* _Problem to work on_: When a line of the entries contains the word "async", report that line.

[Entries taken from a collection]
----

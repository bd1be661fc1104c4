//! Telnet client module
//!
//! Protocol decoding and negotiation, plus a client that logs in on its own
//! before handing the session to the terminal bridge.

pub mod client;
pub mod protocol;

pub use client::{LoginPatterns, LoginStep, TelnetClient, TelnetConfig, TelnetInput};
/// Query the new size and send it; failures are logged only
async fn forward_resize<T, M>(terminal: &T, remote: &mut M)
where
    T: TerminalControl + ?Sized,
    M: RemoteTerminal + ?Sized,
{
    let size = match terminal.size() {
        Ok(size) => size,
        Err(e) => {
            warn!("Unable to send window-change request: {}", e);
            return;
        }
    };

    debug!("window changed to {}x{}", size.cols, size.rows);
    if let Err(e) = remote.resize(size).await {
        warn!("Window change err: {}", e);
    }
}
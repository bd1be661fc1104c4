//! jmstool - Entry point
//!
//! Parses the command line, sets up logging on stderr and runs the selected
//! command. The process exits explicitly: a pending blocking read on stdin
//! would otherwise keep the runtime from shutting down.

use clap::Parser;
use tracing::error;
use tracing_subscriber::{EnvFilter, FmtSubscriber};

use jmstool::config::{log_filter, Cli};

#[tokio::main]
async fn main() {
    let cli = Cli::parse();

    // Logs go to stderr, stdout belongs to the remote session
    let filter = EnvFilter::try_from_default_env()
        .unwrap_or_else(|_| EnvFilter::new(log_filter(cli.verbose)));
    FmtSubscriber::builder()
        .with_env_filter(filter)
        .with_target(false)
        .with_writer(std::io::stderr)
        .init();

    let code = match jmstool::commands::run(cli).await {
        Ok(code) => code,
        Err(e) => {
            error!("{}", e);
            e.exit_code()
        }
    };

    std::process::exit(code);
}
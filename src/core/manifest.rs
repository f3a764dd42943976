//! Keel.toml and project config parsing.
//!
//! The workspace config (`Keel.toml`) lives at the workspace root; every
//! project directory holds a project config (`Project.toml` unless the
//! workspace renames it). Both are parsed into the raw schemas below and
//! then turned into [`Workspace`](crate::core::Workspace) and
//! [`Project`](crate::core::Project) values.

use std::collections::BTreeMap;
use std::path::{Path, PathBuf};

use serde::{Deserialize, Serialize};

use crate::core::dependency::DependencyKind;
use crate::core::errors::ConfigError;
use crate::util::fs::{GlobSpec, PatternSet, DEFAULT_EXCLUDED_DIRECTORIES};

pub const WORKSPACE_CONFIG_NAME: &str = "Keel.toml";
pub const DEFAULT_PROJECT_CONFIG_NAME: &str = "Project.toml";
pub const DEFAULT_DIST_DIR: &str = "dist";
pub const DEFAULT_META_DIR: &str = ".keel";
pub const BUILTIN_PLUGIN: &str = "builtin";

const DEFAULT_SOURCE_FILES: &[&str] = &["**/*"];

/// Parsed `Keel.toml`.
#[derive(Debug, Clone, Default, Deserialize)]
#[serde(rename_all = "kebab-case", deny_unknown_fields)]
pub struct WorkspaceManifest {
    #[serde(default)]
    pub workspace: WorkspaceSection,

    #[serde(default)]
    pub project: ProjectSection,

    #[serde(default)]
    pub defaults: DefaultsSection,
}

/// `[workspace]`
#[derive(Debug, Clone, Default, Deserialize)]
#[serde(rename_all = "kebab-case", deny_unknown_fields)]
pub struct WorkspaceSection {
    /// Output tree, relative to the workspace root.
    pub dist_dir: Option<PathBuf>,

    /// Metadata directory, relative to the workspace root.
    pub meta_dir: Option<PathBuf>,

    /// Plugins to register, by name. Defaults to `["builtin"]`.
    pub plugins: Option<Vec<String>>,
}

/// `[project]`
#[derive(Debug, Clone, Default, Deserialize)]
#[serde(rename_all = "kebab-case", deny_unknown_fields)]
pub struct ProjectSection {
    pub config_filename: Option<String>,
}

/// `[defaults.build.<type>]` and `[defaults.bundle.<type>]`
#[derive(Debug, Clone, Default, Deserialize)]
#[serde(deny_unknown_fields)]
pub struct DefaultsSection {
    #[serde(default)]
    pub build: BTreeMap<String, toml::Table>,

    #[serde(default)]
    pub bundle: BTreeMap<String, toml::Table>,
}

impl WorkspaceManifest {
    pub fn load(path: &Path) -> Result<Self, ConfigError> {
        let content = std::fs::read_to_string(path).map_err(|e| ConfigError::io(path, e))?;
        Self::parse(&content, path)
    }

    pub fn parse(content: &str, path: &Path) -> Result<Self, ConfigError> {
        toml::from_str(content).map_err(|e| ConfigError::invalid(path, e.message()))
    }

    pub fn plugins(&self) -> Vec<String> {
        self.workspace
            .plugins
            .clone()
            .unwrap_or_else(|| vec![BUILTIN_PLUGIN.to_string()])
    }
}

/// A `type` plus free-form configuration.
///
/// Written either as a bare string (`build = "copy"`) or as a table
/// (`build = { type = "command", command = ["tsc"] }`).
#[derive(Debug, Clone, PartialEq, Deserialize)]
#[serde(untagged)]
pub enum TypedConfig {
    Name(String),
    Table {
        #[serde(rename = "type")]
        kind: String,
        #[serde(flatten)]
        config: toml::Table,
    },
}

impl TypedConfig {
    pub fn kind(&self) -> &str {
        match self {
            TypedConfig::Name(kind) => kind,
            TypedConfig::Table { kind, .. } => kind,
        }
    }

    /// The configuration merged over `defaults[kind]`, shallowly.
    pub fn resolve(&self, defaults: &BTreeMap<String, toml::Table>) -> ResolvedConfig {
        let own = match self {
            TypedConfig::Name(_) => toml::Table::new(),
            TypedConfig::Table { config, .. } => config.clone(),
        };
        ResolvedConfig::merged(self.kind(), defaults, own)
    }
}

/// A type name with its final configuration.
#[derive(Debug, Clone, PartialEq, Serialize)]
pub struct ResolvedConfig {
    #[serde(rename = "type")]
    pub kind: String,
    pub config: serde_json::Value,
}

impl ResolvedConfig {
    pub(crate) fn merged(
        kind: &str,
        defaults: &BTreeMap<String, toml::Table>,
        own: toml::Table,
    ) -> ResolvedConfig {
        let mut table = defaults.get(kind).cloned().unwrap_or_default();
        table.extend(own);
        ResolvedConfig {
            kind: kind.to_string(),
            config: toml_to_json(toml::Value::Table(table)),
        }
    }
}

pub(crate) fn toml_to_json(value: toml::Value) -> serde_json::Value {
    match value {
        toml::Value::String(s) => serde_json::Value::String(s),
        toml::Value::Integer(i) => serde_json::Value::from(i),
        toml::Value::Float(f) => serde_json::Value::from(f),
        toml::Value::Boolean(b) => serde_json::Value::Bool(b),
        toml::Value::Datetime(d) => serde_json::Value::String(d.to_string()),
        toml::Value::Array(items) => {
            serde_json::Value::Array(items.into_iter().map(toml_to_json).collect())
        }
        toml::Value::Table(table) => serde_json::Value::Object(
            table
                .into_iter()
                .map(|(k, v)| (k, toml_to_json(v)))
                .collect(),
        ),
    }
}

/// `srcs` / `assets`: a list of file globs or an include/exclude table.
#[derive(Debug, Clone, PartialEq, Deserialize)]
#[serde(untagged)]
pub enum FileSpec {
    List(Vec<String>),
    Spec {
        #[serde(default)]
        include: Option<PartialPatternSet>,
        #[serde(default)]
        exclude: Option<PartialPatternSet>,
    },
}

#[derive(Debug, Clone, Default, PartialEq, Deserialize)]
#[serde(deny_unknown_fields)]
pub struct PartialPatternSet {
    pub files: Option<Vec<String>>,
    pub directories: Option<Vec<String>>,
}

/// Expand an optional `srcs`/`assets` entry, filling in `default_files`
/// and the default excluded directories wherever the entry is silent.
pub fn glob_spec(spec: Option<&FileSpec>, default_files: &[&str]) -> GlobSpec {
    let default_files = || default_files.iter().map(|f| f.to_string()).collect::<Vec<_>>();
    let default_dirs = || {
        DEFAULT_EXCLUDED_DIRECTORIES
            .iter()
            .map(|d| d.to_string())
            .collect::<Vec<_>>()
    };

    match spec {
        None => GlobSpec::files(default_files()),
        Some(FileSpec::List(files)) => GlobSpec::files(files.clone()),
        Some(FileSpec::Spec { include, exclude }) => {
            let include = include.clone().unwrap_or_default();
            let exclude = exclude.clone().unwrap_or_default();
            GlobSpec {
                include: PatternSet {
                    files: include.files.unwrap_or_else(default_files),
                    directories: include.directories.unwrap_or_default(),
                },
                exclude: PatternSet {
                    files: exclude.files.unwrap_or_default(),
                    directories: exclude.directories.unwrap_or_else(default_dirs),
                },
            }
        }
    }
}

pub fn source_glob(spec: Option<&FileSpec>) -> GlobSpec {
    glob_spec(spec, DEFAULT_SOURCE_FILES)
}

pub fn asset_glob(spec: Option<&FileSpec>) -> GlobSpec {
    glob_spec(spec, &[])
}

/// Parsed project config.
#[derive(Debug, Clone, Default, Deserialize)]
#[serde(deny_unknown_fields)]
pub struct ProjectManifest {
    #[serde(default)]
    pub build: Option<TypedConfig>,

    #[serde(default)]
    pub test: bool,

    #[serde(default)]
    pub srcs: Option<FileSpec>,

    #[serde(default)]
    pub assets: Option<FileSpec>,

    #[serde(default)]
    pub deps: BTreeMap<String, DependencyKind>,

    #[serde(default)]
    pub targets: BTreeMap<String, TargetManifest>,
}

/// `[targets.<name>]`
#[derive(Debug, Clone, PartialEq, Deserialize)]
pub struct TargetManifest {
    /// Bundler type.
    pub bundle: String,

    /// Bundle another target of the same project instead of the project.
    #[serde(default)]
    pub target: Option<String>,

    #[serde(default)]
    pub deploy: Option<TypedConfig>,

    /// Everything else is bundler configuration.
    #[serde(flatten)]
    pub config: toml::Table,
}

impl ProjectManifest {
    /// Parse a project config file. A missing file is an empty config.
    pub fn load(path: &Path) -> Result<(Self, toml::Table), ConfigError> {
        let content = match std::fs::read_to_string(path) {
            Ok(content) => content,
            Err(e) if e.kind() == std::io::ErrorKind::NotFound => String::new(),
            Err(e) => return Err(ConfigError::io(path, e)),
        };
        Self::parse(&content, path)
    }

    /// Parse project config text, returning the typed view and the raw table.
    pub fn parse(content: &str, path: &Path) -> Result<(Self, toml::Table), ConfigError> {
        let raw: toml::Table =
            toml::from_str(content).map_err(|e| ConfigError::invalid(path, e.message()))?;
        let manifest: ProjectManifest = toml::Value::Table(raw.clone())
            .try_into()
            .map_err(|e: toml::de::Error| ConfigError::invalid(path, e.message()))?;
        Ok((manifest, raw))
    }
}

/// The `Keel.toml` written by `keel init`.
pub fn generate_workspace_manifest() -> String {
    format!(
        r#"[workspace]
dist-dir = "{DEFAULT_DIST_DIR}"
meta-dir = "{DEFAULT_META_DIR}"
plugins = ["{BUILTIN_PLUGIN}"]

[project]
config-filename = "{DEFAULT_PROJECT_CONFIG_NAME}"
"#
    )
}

----

* _Written solution_:
async fn forward_resize<T, M>(terminal: &T, remote: &mut M)
async fn main() {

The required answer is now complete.